Nonostante tutto questo, c’è chi è capace di tramutare la sofferenza in forza. Il volto più noto, a giusta ragione un simbolo della tensione verso la rinascita, è quello di Godeliève Mukasarasi.

Godeliève Mukasarasi per la giustizia, il soccorso, la riconciliazione

Godeliève, nata nel 1956, assistente sociale, è una hutu ma ha sposato un tutsi, Emmanuel Rudasingwa, e con lui si è trasferita nel villaggio di Taba, che sarà uno dei più straziati.

In quei giorni la milizia paramilitare Interahamwe stupra e uccide centinaia di tutsi. Godeliève ed Emmanuel non sono risparmiati: la loro figlia viene violentata.

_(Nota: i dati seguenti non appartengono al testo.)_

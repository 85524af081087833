use anyhow::{Context, Result};
use clap::Parser;
use mesh_core::{Config, HttpTransport, MockTransport, Node, NodeIdentity, Transport};
use std::path::PathBuf;
use std::sync::Arc;
use tokio::net::TcpListener;
use tokio::signal;
use tracing::info;

#[derive(Parser, Debug)]
#[command(name = "node")]
#[command(about = "Mesh traffic simulator instance - answers echo requests and sends paced traffic to grid peers")]
struct Args {
    /// Path to configuration file (optional, defaults apply without one)
    #[arg(long)]
    config: Option<PathBuf>,

    /// Transport mode: http or mock
    #[arg(long, default_value = "http")]
    mode: String,

    /// Instance name, e.g. gc-ns-1-rs-2-7c9f8 (overrides config, falls back to $HOSTNAME)
    #[arg(long)]
    name: Option<String>,

    /// Address the responder binds to (overrides config)
    #[arg(long)]
    bind: Option<String>,

    /// Statistics logging interval in seconds
    #[arg(long)]
    stats_interval: Option<f64>,

    /// Number of connections to send per stats interval
    #[arg(long)]
    connections_per_interval: Option<u64>,

    /// Number of concurrent requests per batch
    #[arg(long)]
    batch_size: Option<u32>,

    /// Number of namespaces (gc-ns-1 to gc-ns-N)
    #[arg(long)]
    no_namespaces: Option<u32>,

    /// Number of deployments per namespace
    #[arg(long)]
    no_deployments: Option<u32>,

    /// Percentage of connections to same namespace, next deployment
    #[arg(long)]
    same_ns_ratio: Option<f64>,
}

impl Args {
    fn apply(&self, config: &mut Config) {
        if let Some(name) = &self.name {
            config.node.name = Some(name.clone());
        }
        if let Some(bind) = &self.bind {
            config.node.bind = bind.clone();
        }
        if let Some(v) = self.stats_interval {
            config.rate.stats_interval_secs = v;
        }
        if let Some(v) = self.connections_per_interval {
            config.rate.connections_per_interval = Some(v);
        }
        if let Some(v) = self.batch_size {
            config.rate.batch_size = v;
        }
        if let Some(v) = self.no_namespaces {
            config.topology.namespaces = v;
        }
        if let Some(v) = self.no_deployments {
            config.topology.deployments = v;
        }
        if let Some(v) = self.same_ns_ratio {
            config.topology.same_ns_ratio = v;
        }
    }
}

#[tokio::main]
async fn main() -> Result<()> {
    tracing_subscriber::fmt()
        .with_env_filter(
            tracing_subscriber::EnvFilter::try_from_default_env()
                .unwrap_or_else(|_| tracing_subscriber::EnvFilter::new("info")),
        )
        .init();

    let args = Args::parse();

    let mut config = match &args.config {
        Some(path) => Config::from_file(path)
            .with_context(|| format!("Failed to load config from {:?}", path))?,
        None => Config::default(),
    };
    args.apply(&mut config);
    config.validate().context("Invalid configuration")?;

    let name = match config.node.name.clone() {
        Some(name) => name,
        None => std::env::var("HOSTNAME")
            .context("HOSTNAME environment variable required when no --name is given")?,
    };
    let identity = NodeIdentity::resolve(&name)
        .with_context(|| format!("Failed to parse pod name {name}"))?;

    let transport: Arc<dyn Transport> = match args.mode.as_str() {
        "mock" => Arc::new(MockTransport::new(5)),
        "http" => Arc::new(
            HttpTransport::new(config.target.clone()).context("Failed to create HTTP transport")?,
        ),
        _ => anyhow::bail!("Invalid mode: {}, must be 'http' or 'mock'", args.mode),
    };

    let rate = config.rate_config()?;
    info!(
        "Starting {} at {} in {} mode",
        identity,
        identity.coord(),
        transport.name()
    );
    info!(
        "Grid: {} namespaces x {} deployments, same-namespace ratio {}%",
        config.topology.namespaces, config.topology.deployments, config.topology.same_ns_ratio
    );
    info!(
        "Rate: {} connections per {:?}, batch size {}",
        rate.connections_per_interval, rate.stats_interval, rate.batch_size
    );

    let listener = TcpListener::bind(&config.node.bind)
        .await
        .with_context(|| format!("Failed to bind responder to {}", config.node.bind))?;

    let node = Node::from_config(identity, &config, transport)?;
    let report = node.run_until(listener, wait_for_shutdown_signal()).await?;

    info!(
        "Stopped: {} batches, {} requests ({} ok, {} rejected, {} failed)",
        report.dispatch.batches,
        report.dispatch.requests,
        report.dispatch.succeeded,
        report.dispatch.application_errors,
        report.dispatch.failed
    );

    Ok(())
}

/// Wait for Ctrl+C or SIGTERM.
async fn wait_for_shutdown_signal() {
    let ctrl_c = async {
        if let Err(e) = signal::ctrl_c().await {
            tracing::error!("Failed to listen for Ctrl+C: {}", e);
            std::future::pending::<()>().await;
        }
    };

    #[cfg(unix)]
    let terminate = async {
        match signal::unix::signal(signal::unix::SignalKind::terminate()) {
            Ok(mut sigterm) => {
                sigterm.recv().await;
            }
            Err(e) => {
                tracing::error!("Failed to install SIGTERM handler: {}", e);
                std::future::pending::<()>().await;
            }
        }
    };

    #[cfg(not(unix))]
    let terminate = std::future::pending::<()>();

    tokio::select! {
        _ = ctrl_c => info!("Received Ctrl+C"),
        _ = terminate => info!("Received SIGTERM"),
    }
}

Già nel dicembre 1994, con il supporto del marito, Godeliève propone momenti di incontro tra le donne per parlare di quanto è accaduto, per uscire dalla vergogna e dalla paralisi. «In quel primo incontro nel dicembre 1994 abbiamo creato uno spazio protetto in cui alcune vedove hanno avuto la possibilità di parlare e di confrontarsi, ma anche di aiutarsi reciprocamente a rielaborare il trauma e ad andare avanti», ha raccontato in una recente intervista al quotidiano Avvenire.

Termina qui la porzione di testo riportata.